The vision of Julene – Taniel knew for certain it was her now – bouncing and screaming her way down the rock face and out of sight haunted Taniel throughout the night. He couldn’t sleep, for each time he managed to fall asleep, he saw Julene’s body, or that of the cave lion, thrashing and angry before his mind’s eye, mocking him. How could he not have seen it? Her anger, her recklessness. At the very least he should have been watching for a double cross. He ended up sitting in the cave entrance, watching the sky above begin to lighten as the sun rose in the east, on the other side of the mountain.

He’d disobeyed a direct order. What would Tamas do about it? What good could come of it? Tamas would just send another powder mage. Maybe he’d even come himself. He’d have Taniel court-martialed. Could Tamas have him executed? Taniel didn’t think even a man like Tamas could execute his own son. He hoped not, anyway.

How would Taniel explain this to Tamas? What would they do when another powder mage came for them? Taniel kicked a piece of ice over the ledge. They’d deal with those problems when they came up.

He heard ice crunch underfoot as Bo joined him. Taniel gave his friend a long look. Bo seemed as if he hadn’t slept well for weeks. His eyes were red, his face sunburned. He seemed to be constantly sweating, and he fingered the lapel of his coat nervously as he took a seat next to Taniel.

Bo watched the stars fade as Taniel sketched a likeness of Darden, until Taniel heard the first cries of birds looking for a morning meal.

“You’re getting quite good,” Bo said. “Looks just like him.”

“I’m glad you think so,” Taniel said. “I was having trouble picturing him.” He tucked the bit of charcoal into a pouch and folded his sketchbook.

“Tamas has a lot of gall sending you up here to kill me,” Bo said. His voice was pleasant, quiet. A feature many of his women found soothing, no doubt. “Don’t get me wrong,” he added. “I’m glad he did. Somebody else may have taken that shot. You could have chosen a better time, though.”

“You were expecting me,” Taniel said. He found he wasn’t surprised. Bo tended to know a lot of things, even when he shouldn’t. Taniel blew on his hands to warm them.

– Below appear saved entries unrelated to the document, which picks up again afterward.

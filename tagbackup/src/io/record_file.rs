//! Line-oriented record reading and writing over files.
//!
//! Field splitting lives in [`RecordFormat`]; this module owns line
//! numbering, terminators, malformed-line skipping and flushing.

use std::fs::File;
use std::io::{BufRead, BufReader, BufWriter, Write};
use std::path::Path;

use tracing::warn;

use crate::core::record::RecordFormat;
use crate::error::{Error, Result};

const BYTE_ORDER_MARK: char = '\u{feff}';

pub struct RecordReader<R> {
    reader: R,
    format: RecordFormat,
    ignore_malformed_lines: bool,
    line_number: usize,
    last_line: usize,
    skipped: usize,
    buf: String,
}

impl RecordReader<BufReader<File>> {
    pub fn open(path: &Path, format: RecordFormat, ignore_malformed_lines: bool) -> Result<Self> {
        let file =
            File::open(path).map_err(|err| Error::io(format!("open {}", path.display()), err))?;
        Ok(Self::new(
            BufReader::new(file),
            format,
            ignore_malformed_lines,
        ))
    }
}

impl<R: BufRead> RecordReader<R> {
    pub fn new(reader: R, format: RecordFormat, ignore_malformed_lines: bool) -> Self {
        Self {
            reader,
            format,
            ignore_malformed_lines,
            line_number: 0,
            last_line: 0,
            skipped: 0,
            buf: String::new(),
        }
    }

    /// True when no bytes remain; does not consume anything.
    pub fn end_of_input(&mut self) -> Result<bool> {
        let available = self
            .reader
            .fill_buf()
            .map_err(|err| Error::io(format!("read line {}", self.line_number + 1), err))?;
        Ok(available.is_empty())
    }

    /// Next record's fields, or `None` at end of input.
    ///
    /// Malformed lines are a [`Error::Format`] unless the reader was built
    /// with `ignore_malformed_lines`, in which case they are logged and
    /// skipped.
    pub fn read_record(&mut self) -> Result<Option<Vec<String>>> {
        loop {
            self.buf.clear();
            let read = self
                .reader
                .read_line(&mut self.buf)
                .map_err(|err| Error::io(format!("read line {}", self.line_number + 1), err))?;
            if read == 0 {
                return Ok(None);
            }
            self.line_number += 1;

            let mut line = self.buf.as_str();
            line = line.strip_suffix('\n').unwrap_or(line);
            line = line.strip_suffix('\r').unwrap_or(line);
            if self.line_number == 1 {
                line = line.strip_prefix(BYTE_ORDER_MARK).unwrap_or(line);
            }

            match self.format.parse_line(line) {
                Ok(fields) => {
                    self.last_line = self.line_number;
                    return Ok(Some(fields));
                }
                Err(err) if self.ignore_malformed_lines => {
                    self.skipped += 1;
                    warn!(
                        line = self.line_number,
                        column = err.column(),
                        reason = %err,
                        "skipping malformed line"
                    );
                }
                Err(err) => {
                    return Err(Error::Format {
                        line: self.line_number,
                        column: err.column(),
                        reason: err.to_string(),
                    });
                }
            }
        }
    }

    /// 1-based line number of the most recently returned record.
    pub fn last_line(&self) -> usize {
        self.last_line
    }

    /// Lines dropped under `ignore_malformed_lines`.
    pub fn skipped_lines(&self) -> usize {
        self.skipped
    }

    /// Consume the reader as a lazy iterator that stops after the first error.
    pub fn records(self) -> Records<R> {
        Records {
            reader: self,
            failed: false,
        }
    }
}

pub struct Records<R> {
    reader: RecordReader<R>,
    failed: bool,
}

impl<R: BufRead> Iterator for Records<R> {
    type Item = Result<Vec<String>>;

    fn next(&mut self) -> Option<Self::Item> {
        if self.failed {
            return None;
        }
        let next = self.reader.read_record().transpose();
        if matches!(next, Some(Err(_))) {
            self.failed = true;
        }
        next
    }
}

/// Writes one record per line and flushes after every record, so an
/// interrupted run leaves only complete lines behind.
pub struct RecordWriter<W: Write> {
    writer: W,
    format: RecordFormat,
    label: String,
    written: usize,
}

impl RecordWriter<BufWriter<File>> {
    /// Create or truncate `path`.
    pub fn create(path: &Path, format: RecordFormat) -> Result<Self> {
        let file = File::create(path)
            .map_err(|err| Error::io(format!("create {}", path.display()), err))?;
        let mut writer = Self::new(BufWriter::new(file), format);
        writer.label = path.display().to_string();
        Ok(writer)
    }

    /// Flush and sync file contents to disk.
    pub fn finish(mut self) -> Result<usize> {
        self.flush()?;
        self.writer
            .get_ref()
            .sync_all()
            .map_err(|err| Error::io(format!("sync {}", self.label), err))?;
        Ok(self.written)
    }
}

impl<W: Write> RecordWriter<W> {
    pub fn new(writer: W, format: RecordFormat) -> Self {
        Self {
            writer,
            format,
            label: "output".to_string(),
            written: 0,
        }
    }

    pub fn write_record<S: AsRef<str>>(&mut self, fields: &[S]) -> Result<()> {
        let mut line = self.format.format_record(fields);
        line.push('\n');
        self.writer
            .write_all(line.as_bytes())
            .map_err(|err| Error::io(format!("write {}", self.label), err))?;
        self.flush()?;
        self.written += 1;
        Ok(())
    }

    pub fn records_written(&self) -> usize {
        self.written
    }

    pub fn into_inner(self) -> W {
        self.writer
    }

    fn flush(&mut self) -> Result<()> {
        self.writer
            .flush()
            .map_err(|err| Error::io(format!("flush {}", self.label), err))
    }
}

“A powder mage, eventually,” Bo said. “Actually, I expected Julene first. She’s the one I was preparing for.” He pointed down the trail, along the ledge of the mountain and the monastery far below. “I’ve been warding this whole trail for two weeks now. Ever since that inspector visited and gave me the message that she would try to summon Kresimir.” He fingered his lapel again, running a finger along the collar.

“ ‘She’?”

“Julene. That Predeii bitch.”

“Predeii,” Taniel said. “That Privileged I tracked in Adopest said she was a Predeii.”

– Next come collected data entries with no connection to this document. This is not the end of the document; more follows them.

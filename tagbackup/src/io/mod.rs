//! Side-effecting adapters: files, child processes and remote tag access.

pub mod bridge;
pub mod config;
pub mod process;
pub mod record_file;
pub mod remote;
pub mod tag_json;
pub mod tag_store;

Bo swallowed hard. “Two of ’em? Pit.”

“What’s a Predeii?” Taniel said.

“You don’t know?”

“Would I ask if I did?”

Bo frowned. “There’s a lot you find out in a royal cabal. Things only scholars remember. Secrets a thousand years old or more. I, uh… you said Tamas slaughtered the royal cabal, right?”

“Yeah.”

Bo looked up at the fading stars. “I suppose no one will come after me for spilling secrets, then.” He took a deep breath. “Kresimir didn’t come here on his own.”

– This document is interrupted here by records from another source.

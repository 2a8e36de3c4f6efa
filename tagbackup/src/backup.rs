//! Backup: read every tag under a root node and write them to a record file.
//!
//! The file starts with the `Index,RelativePath,Value,DataType` header.
//! Scalars are one record with an empty index; arrays are a marker record
//! followed by their elements (see [`crate::core::array`]). Entries that
//! cannot be represented are logged and skipped; the rest are still written.

use thiserror::Error;
use tracing::{debug, info, instrument, warn};

use crate::core::array::{self, ArrayError, Shape, TagArray};
use crate::core::record::{Record, RecordFormat};
use crate::core::value_codec;
use crate::error::{Error, Result};
use crate::io::config::TransferOptions;
use crate::io::record_file::RecordWriter;
use crate::io::remote::{RemoteTag, RemoteValue, TagClient};

/// Path segment of host-maintained array metadata nodes.
const ARRAY_DIMENSIONS: &str = "ArrayDimensions";

#[derive(Debug, Clone, Copy, Default, PartialEq, Eq)]
pub struct BackupSummary {
    /// Tags written to the file.
    pub written: usize,
    /// Tags left out with a warning.
    pub skipped: usize,
    /// Array metadata nodes left out silently.
    pub excluded: usize,
}

#[derive(Debug, Error)]
enum SkipReason {
    #[error("value is null")]
    Null,
    #[error("array has no elements, its element type cannot be recorded")]
    EmptyArray,
    #[error(transparent)]
    Rejected(Error),
    #[error("inconsistent array from host: {0}")]
    Inconsistent(ArrayError),
    #[error("field {0:?} cannot be written with the configured delimiter")]
    Unrepresentable(String),
}

#[instrument(skip_all, fields(root = %options.root, csv_path = %options.csv_path.display()))]
pub fn run_backup<C: TagClient + ?Sized>(
    options: &TransferOptions,
    client: &C,
) -> Result<BackupSummary> {
    if options.format.delimiter == '.' {
        warn!("delimiter '.' is rejected by restore, this backup cannot be restored");
    }

    let tags = client.read_children(&options.root, options.timeout)?;
    debug!(count = tags.len(), "tags read");

    let mut writer = RecordWriter::create(&options.csv_path, options.format)?;
    writer.write_record(&Record::header().fields())?;

    let mut summary = BackupSummary::default();
    for tag in &tags {
        if tag.relative_path.contains(ARRAY_DIMENSIONS) {
            debug!(path = %tag.relative_path, "excluding array dimension node");
            summary.excluded += 1;
            continue;
        }
        match entry_records(tag, &options.format) {
            Ok(records) => {
                for record in &records {
                    writer.write_record(&record.fields())?;
                }
                summary.written += 1;
            }
            Err(reason) => {
                warn!(path = %tag.relative_path, %reason, "skipping tag");
                summary.skipped += 1;
            }
        }
    }

    let lines = writer.finish()?;
    info!(
        written = summary.written,
        skipped = summary.skipped,
        excluded = summary.excluded,
        lines,
        "backup finished"
    );
    Ok(summary)
}

/// All records for one tag, built before anything is written.
fn entry_records(
    tag: &RemoteTag,
    format: &RecordFormat,
) -> std::result::Result<Vec<Record>, SkipReason> {
    let path = tag.relative_path.as_str();
    let records = match &tag.value {
        RemoteValue::Null => return Err(SkipReason::Null),
        RemoteValue::Unmapped { type_name } => {
            return Err(SkipReason::Rejected(Error::UnmappedType {
                path: path.to_string(),
                type_name: type_name.clone(),
            }));
        }
        RemoteValue::Scalar(value) => vec![Record::new(
            "",
            path,
            value_codec::encode(value),
            value.value_type().name(),
        )],
        RemoteValue::Array {
            element_type,
            dimensions,
            elements,
        } => {
            let shape = Shape::from_dimensions(dimensions).map_err(|_| {
                SkipReason::Rejected(Error::UnsupportedRank {
                    path: path.to_string(),
                    rank: dimensions.len(),
                })
            })?;
            let array = TagArray::new(shape, *element_type, elements.clone())
                .map_err(SkipReason::Inconsistent)?;
            if array.is_empty() {
                return Err(SkipReason::EmptyArray);
            }
            array::flatten(path, &array)
        }
    };

    if let Some(field) = records
        .iter()
        .flat_map(Record::fields)
        .find(|field| !format.representable(field))
    {
        return Err(SkipReason::Unrepresentable(field.to_string()));
    }
    Ok(records)
}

Taniel gave his friend a skeptical look. “I haven’t attended a sermon since I was a boy. Only peasants listen to that stuff these days.”

“Peasants aren’t as dim as you think,” Bo said. “All superstition has basis in fact.”

“And you believe this superstition?” Taniel asked, looking down his nose at Bo.

Bo took a deep breath. “There’s a difference between having faith in something you’ve never seen or experienced and knowing firsthand that it’s true.”

“You’re saying you met Kresimir?”

“No, I didn’t meet…” Bo sighed. “Just shut up and listen. They show you things in the royal cabal that have been passed on through the minds of sorcerers for millennia.”

Taniel snorted. “Kresimir. All right. Assuming he is real, that was thousands of years ago.”

“Oh, Kresimir was real. Whether you call him a god or a mighty sorcerer, every history from that time agrees that he was real. And it was fourteen hundred years ago, give or take. The exact timeline was lost in the Bleakening,” Bo said. “He was summoned. Brought here, maybe even forced into this world by the Predeii. Some think that he was even bent to their will.”

“God or sorcerer, how could anyone force him to come to this world?”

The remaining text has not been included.